What you are proposing means the protecting element needs to be at or within 40mm of the rear edge of the friend.
Sounds horrible to me but I cannot find anything to prevent it.
neil fox
-
Hi William
I don't think it is a legal contact. Page 13 : "A double element counts as 2 elements, except ... lt contacts enemy or responds to enemy as if a single element." And page 33 says : if contacting the flank you must contact the full flank.
Andrew
-
Hi William
I don't think it is a legal contact. Page 13 : "A double element counts as 2 elements, except ... lt contacts enemy or responds to enemy as if a single element." And page 33 says : if contacting the flank you must contact the full flank.
Andrew
Good job I did not kill any then. ;D
:-[ Now I may have been tricky in this, but does this apply to DBE'd mounted, if the elements flank is longer than your front is it possible that you can not flank lock it ?
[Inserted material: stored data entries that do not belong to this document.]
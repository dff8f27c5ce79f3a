//! Per-user space settings: duration preset, background, music, effect.
//!
//! The [`ProfileStore`] trait is the seam to wherever settings live. The
//! timer only reads them when a session is mounted and writes them when the
//! user changes a selection; a failing store never affects the running
//! session (see [`PreferenceSync`]).

mod memory;
mod sqlite;
mod sync;

pub use memory::MemoryProfileStore;
pub use sqlite::SqliteProfileStore;
pub use sync::PreferenceSync;

use serde::{Deserialize, Serialize};

use crate::error::StoreError;

/// Everything a user has chosen for their space. Missing fields fall back to
/// configured defaults.
#[derive(Debug, Clone, Default, PartialEq, Eq, Serialize, Deserialize)]
pub struct PreferenceSnapshot {
    pub duration_id: Option<String>,
    pub background_url: Option<String>,
    pub music_track_id: Option<String>,
    pub visual_effect_id: Option<String>,
}

/// A single preference write.
#[derive(Debug, Clone, PartialEq, Eq)]
pub enum Preference {
    Duration(String),
    Background(String),
    MusicTrack(String),
    VisualEffect(String),
}

impl Preference {
    pub fn value(&self) -> &str {
        match self {
            Preference::Duration(v)
            | Preference::Background(v)
            | Preference::MusicTrack(v)
            | Preference::VisualEffect(v) => v,
        }
    }

    /// Column of the `space_settings` table holding this preference.
    pub(crate) fn column(&self) -> &'static str {
        match self {
            Preference::Duration(_) => "timer_duration_id",
            Preference::Background(_) => "background_image_url",
            Preference::MusicTrack(_) => "background_music_id",
            Preference::VisualEffect(_) => "visual_effect_id",
        }
    }

    pub(crate) fn apply(&self, snapshot: &mut PreferenceSnapshot) {
        let value = Some(self.value().to_string());
        match self {
            Preference::Duration(_) => snapshot.duration_id = value,
            Preference::Background(_) => snapshot.background_url = value,
            Preference::MusicTrack(_) => snapshot.music_track_id = value,
            Preference::VisualEffect(_) => snapshot.visual_effect_id = value,
        }
    }
}

/// Persistence for per-user preferences.
pub trait ProfileStore: Send {
    /// All saved preferences of `user_id`; empty when none were saved.
    fn load(&self, user_id: &str) -> Result<PreferenceSnapshot, StoreError>;

    fn save(&mut self, user_id: &str, preference: &Preference) -> Result<(), StoreError>;

    fn duration_preference(&self, user_id: &str) -> Result<Option<String>, StoreError> {
        Ok(self.load(user_id)?.duration_id)
    }

    fn set_duration(&mut self, user_id: &str, preset_id: &str) -> Result<(), StoreError> {
        self.save(user_id, &Preference::Duration(preset_id.to_string()))
    }

    fn set_background(&mut self, user_id: &str, url: &str) -> Result<(), StoreError> {
        self.save(user_id, &Preference::Background(url.to_string()))
    }

    fn set_music_track(&mut self, user_id: &str, track_id: &str) -> Result<(), StoreError> {
        self.save(user_id, &Preference::MusicTrack(track_id.to_string()))
    }

    fn set_visual_effect(&mut self, user_id: &str, effect_id: &str) -> Result<(), StoreError> {
        self.save(user_id, &Preference::VisualEffect(effect_id.to_string()))
    }
}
This may not apply to train as which ever side is contacted first counts as the front but in that case one would probably want to contact a flank first.
William
-
Hi William
The reason I quoted that rule was that I would expect the length of the DBE foot element is either less than or equal to the width of your element. However, in the case of a DBE mounted element (which, as you mentioned, has a length greater than the frontal width of your element) you can still make a legal flank contact by making a legal front corner to front corner contact - check out the rules for 'close combat'. A legal flank contact on a DEB mounted element still counts as 'front edge combat' so you still get the -1 tactical factor and quick kill.
Andrew
-
Hi William
The reason I quoted that rule was that I would expect the length of the DBE foot element is either less than or equal to the width of your element. However, in the case of a DBE mounted element (which, as you mentioned, has a length greater than the frontal width of your element) you can still make a legal flank contact by making a legal front corner to front corner contact - check out the rules for 'close combat'. A legal flank contact on a DEB mounted element still counts as 'front edge combat' so you still get the -1 tactical factor and quick kill.
Andrew
;D Thanks Andrew,
:o I suddenly had this horrible nightmare of unkillable DBEd Kn(S) in wedge charging down upon me, I could see no way of killing them.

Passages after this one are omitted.